Published online May 26, 2021. doi: 10.12998/wjcc.v9.i15.3773
Peer-review started: January 9, 2021
First decision: January 17, 2021
Revised: January 30, 2021
Accepted: March 17, 2021
Article in press: March 17, 2021
Published online: May 26, 2021
Processing time: 121 Days and 19.5 Hours
Trauma is the leading cause of death in young adults up to the age of 45 years. Hemothorax is a frequent consequence of penetrating thoracic trauma, and is usually associated with pneumothorax and pneumoderma. Intercostal arterial bleeding or intrathoracic hemorrhage occurs after penetrating thoracic trauma, and uncontrolled bleeding is the main cause of death.

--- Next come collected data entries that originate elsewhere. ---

//! Axum request handlers for all service endpoints.
//!
//! Handlers log outcomes (brand, sizes, error kinds) but never card digits,
//! ciphertext, or key material.

use std::sync::Arc;

use axum::{
    extract::{
        multipart::MultipartRejection,
        rejection::{JsonRejection, QueryRejection},
        Multipart, Query, State,
    },
    http::StatusCode,
    response::{IntoResponse, Response},
    Json,
};
use common::protocol::{
    DecryptRequest, DecryptResponse, ErrorResponse, HealthResponse, UploadResponse,
    ValidateQuery, ValidateResponse,
};
use common::ServiceError;
use tracing::{debug, info, warn};

use super::state::AppState;
use crate::{card, crypto};

/// Multipart field carrying the uploaded image.
const IMAGE_FIELD: &str = "image";

/// Content types accepted for uploads. `image/jpg` is not registered but
/// browsers and clients still send it.
const ALLOWED_IMAGE_TYPES: [&str; 3] = ["image/png", "image/jpeg", "image/jpg"];

/// Renders a [`ServiceError`] as its status code and JSON [`ErrorResponse`].
#[derive(Debug)]
pub struct ApiError(ServiceError);

impl From<ServiceError> for ApiError {
    fn from(err: ServiceError) -> Self {
        Self(err)
    }
}

impl IntoResponse for ApiError {
    fn into_response(self) -> Response {
        let status = StatusCode::from_u16(self.0.http_status())
            .unwrap_or(StatusCode::INTERNAL_SERVER_ERROR);
        (status, Json(ErrorResponse::from(&self.0))).into_response()
    }
}

/// `POST /upload`: recognise, extract, and encrypt a card number from an image.
///
/// Expects a multipart form with the image in the `image` field. The card
/// number is encrypted before it leaves this handler; only the blob and the
/// matched brand are returned.
pub async fn upload(
    State(state): State<AppState>,
    multipart: Result<Multipart, MultipartRejection>,
) -> Result<Json<UploadResponse>, ApiError> {
    let multipart = multipart.map_err(|e| body_error(e.status(), e.body_text()))?;
    let image = read_image(multipart).await?;
    let image_bytes = image.len();

    // OCR is blocking; keep it off the async workers.
    let recognizer = Arc::clone(&state.recognizer);
    let text = tokio::task::spawn_blocking(move || recognizer.recognize(&image))
        .await
        .map_err(|e| {
            warn!(error = %e, image_bytes, "OCR task did not complete");
            ServiceError::Internal("text recognition task failed".into())
        })?
        .map_err(|e| {
            warn!(error = %e, image_bytes, "text recognition failed");
            ServiceError::Recognition
        })?;

    let Some(candidate) = card::extract(&text) else {
        info!(
            image_bytes,
            text_bytes = text.len(),
            "no card number found in recognised text"
        );
        return Err(ServiceError::NoCardNumber.into());
    };

    let brand = candidate.brand();
    let encrypted_card_number =
        crypto::encrypt(&candidate.digits(), &state.key).map_err(|e| {
            warn!(error = %e, "encryption failed");
            ServiceError::EncryptionFailure
        })?;

    info!(
        brand = %brand,
        image_bytes,
        match_offset = candidate.span().start,
        "card number extracted and encrypted"
    );
    Ok(Json(UploadResponse {
        encrypted_card_number,
        brand,
    }))
}

/// `GET /validate?cardNumber=…`: Luhn check and brand of a caller-supplied number.
///
/// Spaces and dashes are stripped before both checks.
pub async fn validate(
    query: Result<Query<ValidateQuery>, QueryRejection>,
) -> Result<Json<ValidateResponse>, ApiError> {
    let Query(query) = query.map_err(|_| {
        ServiceError::BadRequest("missing cardNumber query parameter".into())
    })?;

    let valid = card::validate(&query.card_number);
    let brand = card::classify(&card::normalize(&query.card_number));

    debug!(valid, brand = %brand, "card number validated");
    Ok(Json(ValidateResponse { valid, brand }))
}

/// `POST /decrypt`: recover a card number from a blob issued by `/upload`.
///
/// Every failure, whether a malformed blob, a tampered one, or one sealed
/// under another key, produces the same `decryption_failed` response.
pub async fn decrypt(
    State(state): State<AppState>,
    body: Result<Json<DecryptRequest>, JsonRejection>,
) -> Result<Json<DecryptResponse>, ApiError> {
    // The rejection text can quote the payload, so only the status is logged.
    let Json(req) = body.map_err(|e| {
        warn!(status = %e.status(), "invalid decrypt request payload");
        body_error(e.status(), "invalid request payload".into())
    })?;

    let decrypted_card_number = crypto::decrypt(&req.ciphertext, &state.key).map_err(|_| {
        warn!(blob_len = req.ciphertext.len(), "decryption failed");
        ServiceError::DecryptionFailure
    })?;

    info!("card number decrypted");
    Ok(Json(DecryptResponse {
        decrypted_card_number,
    }))
}

/// `GET /health`: liveness check.
///
/// The key is loaded before the listener binds, so a responding server is ready.
pub async fn health() -> Json<HealthResponse> {
    Json(HealthResponse {
        status: "ok".into(),
        version: env!("CARGO_PKG_VERSION").into(),
    })
}

/// Catch-all 404 handler.
pub async fn not_found() -> impl IntoResponse {
    let err = ErrorResponse::new("not_found", "the requested resource does not exist");
    (StatusCode::NOT_FOUND, Json(err))
}

// ---------------------------------------------------------------------------
// Upload helpers
// ---------------------------------------------------------------------------

/// Pull the bytes of the `image` field out of a multipart body.
async fn read_image(mut multipart: Multipart) -> Result<Vec<u8>, ServiceError> {
    while let Some(field) = multipart.next_field().await.map_err(|e| {
        body_error(e.status(), format!("invalid multipart body: {}", e.body_text()))
    })? {
        if field.name() != Some(IMAGE_FIELD) {
            continue;
        }

        let content_type = field.content_type().unwrap_or_default();
        if !is_allowed_image_type(content_type) {
            warn!(content_type, "rejected upload with disallowed content type");
            return Err(ServiceError::BadRequest(
                "invalid file type; only .png, .jpeg, or .jpg are allowed".into(),
            ));
        }

        let bytes = field.bytes().await.map_err(|e| {
            body_error(e.status(), format!("failed to read image: {}", e.body_text()))
        })?;
        return Ok(bytes.to_vec());
    }

    Err(ServiceError::BadRequest("no image uploaded".into()))
}

/// Map a body extractor failure to a [`ServiceError`], keeping the 413 that
/// [`axum::extract::DefaultBodyLimit`] produces.
fn body_error(status: StatusCode, message: String) -> ServiceError {
    if status == StatusCode::PAYLOAD_TOO_LARGE {
        ServiceError::PayloadTooLarge
    } else {
        ServiceError::BadRequest(message)
    }
}

/// Compare the media type, ignoring parameters and case, against the allow-list.
fn is_allowed_image_type(content_type: &str) -> bool {
    let essence = content_type.split(';').next().unwrap_or("").trim();
    ALLOWED_IMAGE_TYPES
        .iter()
        .any(|allowed| essence.eq_ignore_ascii_case(allowed))
}
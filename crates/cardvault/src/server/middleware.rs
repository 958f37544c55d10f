//! Request limits applied to the router.
//!
//! Tracing, timeout enforcement, and response compression layers are attached
//! in [`super::router::build`]; this module holds the values they are sized by.

use std::time::Duration;

/// Default per-request timeout applied to all routes.
pub const REQUEST_TIMEOUT: Duration = Duration::from_secs(30);

/// Default request body limit; uploads are the only large bodies.
pub const MAX_UPLOAD_BYTES: usize = 10 * 1024 * 1024;

/// Transport limits for the HTTP server.
#[derive(Debug, Clone, Copy, PartialEq, Eq)]
pub struct Limits {
    /// Requests running longer than this are answered with `408`.
    pub request_timeout: Duration,
    /// Bodies larger than this are rejected before reaching a handler.
    pub max_upload_bytes: usize,
}

impl Default for Limits {
    fn default() -> Self {
        Self {
            request_timeout: REQUEST_TIMEOUT,
            max_upload_bytes: MAX_UPLOAD_BYTES,
        }
    }
}
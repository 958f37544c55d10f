//! Luhn (mod 10) checksum validation.

/// Strip the separators people and OCR engines put between digit groups.
///
/// Only ASCII spaces and dashes are removed; anything else is left in place so
/// that [`validate`] and [`super::classify`] can reject it.
pub fn normalize(number: &str) -> String {
    number.chars().filter(|c| !matches!(c, ' ' | '-')).collect()
}

/// Returns `true` when `s` is non-empty and made only of ASCII digits.
pub(crate) fn is_numeric(s: &str) -> bool {
    !s.is_empty() && s.bytes().all(|b| b.is_ascii_digit())
}

/// Check a card number against the Luhn checksum.
///
/// Spaces and dashes are stripped first. Input that is empty or contains any
/// other non-digit character is reported as invalid rather than as an error.
pub fn validate(number: &str) -> bool {
    let digits = normalize(number);
    if !is_numeric(&digits) {
        return false;
    }
    luhn_sum(&digits) % 10 == 0
}

/// Sum of the digits with every second digit (from the right) doubled and
/// reduced by 9 when it exceeds 9. `digits` must be ASCII digits only.
fn luhn_sum(digits: &str) -> u64 {
    digits
        .bytes()
        .rev()
        .enumerate()
        .map(|(i, b)| {
            let d = u64::from(b - b'0');
            if i % 2 == 1 {
                let doubled = d * 2;
                if doubled > 9 {
                    doubled - 9
                } else {
                    doubled
                }
            } else {
                d
            }
        })
        .sum()
}
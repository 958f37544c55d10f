//! Tracing setup: structured JSON logs, plus OTLP span export when configured.
//!
//! # Telemetry invariants
//!
//! - **No card numbers, ciphertext, or key material** may appear in any span
//!   attribute or log field. Log brands, sizes, and outcomes instead.
//! - Log level is configurable via `LOG_LEVEL` (default: `info`); `RUST_LOG`
//!   takes precedence when set.

pub mod init;

pub use init::{init_telemetry, shutdown_telemetry};
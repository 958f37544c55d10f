//! Axum HTTP server, routing, and middleware.
//!
//! # Responsibilities
//! - Define the Axum router with all routes and shared middleware.
//! - Inject shared application state (`AppState`) into handlers.
//! - Translate core outcomes into status codes and JSON bodies.

pub mod handlers;
pub mod middleware;
pub mod router;
pub mod state;
//! Channel admin endpoints, model listing and liveness.

use std::collections::BTreeMap;
use std::sync::Arc;

use axum::{
    extract::{Path, State},
    http::StatusCode,
    response::{IntoResponse, Json, Response},
};
use serde::{Deserialize, Serialize};
use serde_json::json;

use crate::channel::ChannelType;
use crate::channel_health::{BanEntry, ChannelHealthSnapshot, FailoverEvent};

use super::routes::AppState;

const RECENT_FAILOVERS: usize = 50;

#[derive(Debug, Serialize)]
struct ChannelStatusView {
    id: i64,
    name: String,
    channel_type: ChannelType,
    enabled: bool,
    banned: bool,
    priority: i64,
    weight: u32,
    health: ChannelHealthSnapshot,
}

#[derive(Debug, Serialize)]
pub(super) struct HealthReport {
    channels: Vec<ChannelStatusView>,
    bans: Vec<BanEntry>,
    recent_failovers: Vec<FailoverEvent>,
    ratio_fallbacks: u64,
}

pub(super) async fn channel_health(State(state): State<Arc<AppState>>) -> Json<HealthReport> {
    let dispatcher = &state.dispatcher;
    let mut channels = Vec::new();
    for channel in dispatcher.channels().list().await.iter() {
        channels.push(ChannelStatusView {
            id: channel.id,
            name: channel.name.clone(),
            channel_type: channel.channel_type,
            enabled: channel.is_enabled(),
            banned: dispatcher.bans().is_banned(channel.id).await,
            priority: channel.priority,
            weight: channel.weight,
            health: dispatcher.health().get_health(channel.id).await,
        });
    }
    Json(HealthReport {
        channels,
        bans: dispatcher.bans().snapshot().await,
        recent_failovers: dispatcher.health().recent_events(RECENT_FAILOVERS).await,
        ratio_fallbacks: dispatcher.resolver().fallback_count(),
    })
}

pub(super) async fn reload_channels(State(state): State<Arc<AppState>>) -> Response {
    match state.dispatcher.channels().reload().await {
        Ok(count) => {
            tracing::info!(count, "Reloaded channels");
            Json(json!({ "channels": count })).into_response()
        }
        Err(e) => {
            tracing::warn!("Channel reload failed, keeping previous list: {}", e);
            (
                StatusCode::BAD_REQUEST,
                Json(json!({ "error": { "message": e.to_string(), "type": "configuration_error" } })),
            )
                .into_response()
        }
    }
}

#[derive(Debug, Default, Deserialize)]
pub(super) struct BanRequest {
    #[serde(default)]
    reason: Option<String>,
}

fn channel_not_found(id: i64) -> Response {
    (
        StatusCode::NOT_FOUND,
        Json(json!({ "error": { "message": format!("channel {} not found", id), "type": "not_found" } })),
    )
        .into_response()
}

pub(super) async fn ban_channel(
    State(state): State<Arc<AppState>>,
    Path(id): Path<i64>,
    body: Option<Json<BanRequest>>,
) -> Response {
    if state.dispatcher.channels().get(id).await.is_none() {
        return channel_not_found(id);
    }
    let reason = body
        .and_then(|Json(b)| b.reason)
        .unwrap_or_else(|| "banned by operator".to_string());
    let newly_banned = state.dispatcher.bans().ban(id, reason).await;
    Json(json!({ "channel_id": id, "banned": true, "changed": newly_banned })).into_response()
}

pub(super) async fn unban_channel(
    State(state): State<Arc<AppState>>,
    Path(id): Path<i64>,
) -> Response {
    if state.dispatcher.channels().get(id).await.is_none() {
        return channel_not_found(id);
    }
    let lifted = state.dispatcher.bans().unban(id).await;
    Json(json!({ "channel_id": id, "banned": false, "changed": lifted })).into_response()
}

pub(super) async fn clear_cooldown(
    State(state): State<Arc<AppState>>,
    Path(id): Path<i64>,
) -> Response {
    if state.dispatcher.channels().get(id).await.is_none() {
        return channel_not_found(id);
    }
    let cleared = state.dispatcher.health().clear_cooldown(id).await;
    Json(json!({ "channel_id": id, "cleared": cleared })).into_response()
}

#[derive(Debug, Serialize)]
struct ModelObject {
    id: String,
    object: &'static str,
    owned_by: String,
}

#[derive(Debug, Serialize)]
pub(super) struct ModelsResponse {
    object: &'static str,
    data: Vec<ModelObject>,
}

/// Models explicitly listed or mapped by enabled, unbanned channels.
pub(super) async fn list_models(State(state): State<Arc<AppState>>) -> Json<ModelsResponse> {
    let dispatcher = &state.dispatcher;
    let mut models: BTreeMap<String, ChannelType> = BTreeMap::new();
    for channel in dispatcher.channels().list().await.iter() {
        if !channel.is_enabled() || dispatcher.bans().is_banned(channel.id).await {
            continue;
        }
        for model in channel.models.iter().chain(channel.model_mapping.keys()) {
            models.entry(model.clone()).or_insert(channel.channel_type);
        }
    }
    Json(ModelsResponse {
        object: "list",
        data: models
            .into_iter()
            .map(|(id, channel_type)| ModelObject {
                id,
                object: "model",
                owned_by: channel_type.id().to_string(),
            })
            .collect(),
    })
}

pub(super) async fn health() -> Json<serde_json::Value> {
    Json(json!({
        "status": "ok",
        "version": env!("CARGO_PKG_VERSION"),
    }))
}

In this case report, a patient who developed a right hemopneumothorax after penetrating thoracic trauma was examined. A 19-year-old male patient, who was brought to the emergency room with a penetrating stab injury to the posterior of the left hemithorax, was diagnosed with a right hemopneumothorax after physical examination and thoracic imaging. Chest tube thoracostomy was performed as the initial intervention. Bleeding control was achieved with right posterolateral thoracotomy in the patient, who developed massive hemorrhage after 1 h and hemodynamic instability. The patient recovered and was discharged on the fourth postoperative day.
Contralateral hemopneumothorax that accounts for 30% of thoracic traumas and can be encountered in penetrating thoracic traumas requiring major surgery in 15-30% of cases was emphasized and the contralateral development mechanism was addressed.
Core Tip: Trauma is the leading cause of death in young adults up to the age of 45 years. Hemothorax is a frequent consequence of penetrating thoracic trauma, and is usually associated with pneumothorax and pneumoderma. Contralateral thoracic trauma is rare and easily overlooked in the initial evaluation. Here, we review the clinical presentation, radiographic features, diagnosis and treatment for contralateral hemopneumothorax after penetrating thoracic trauma.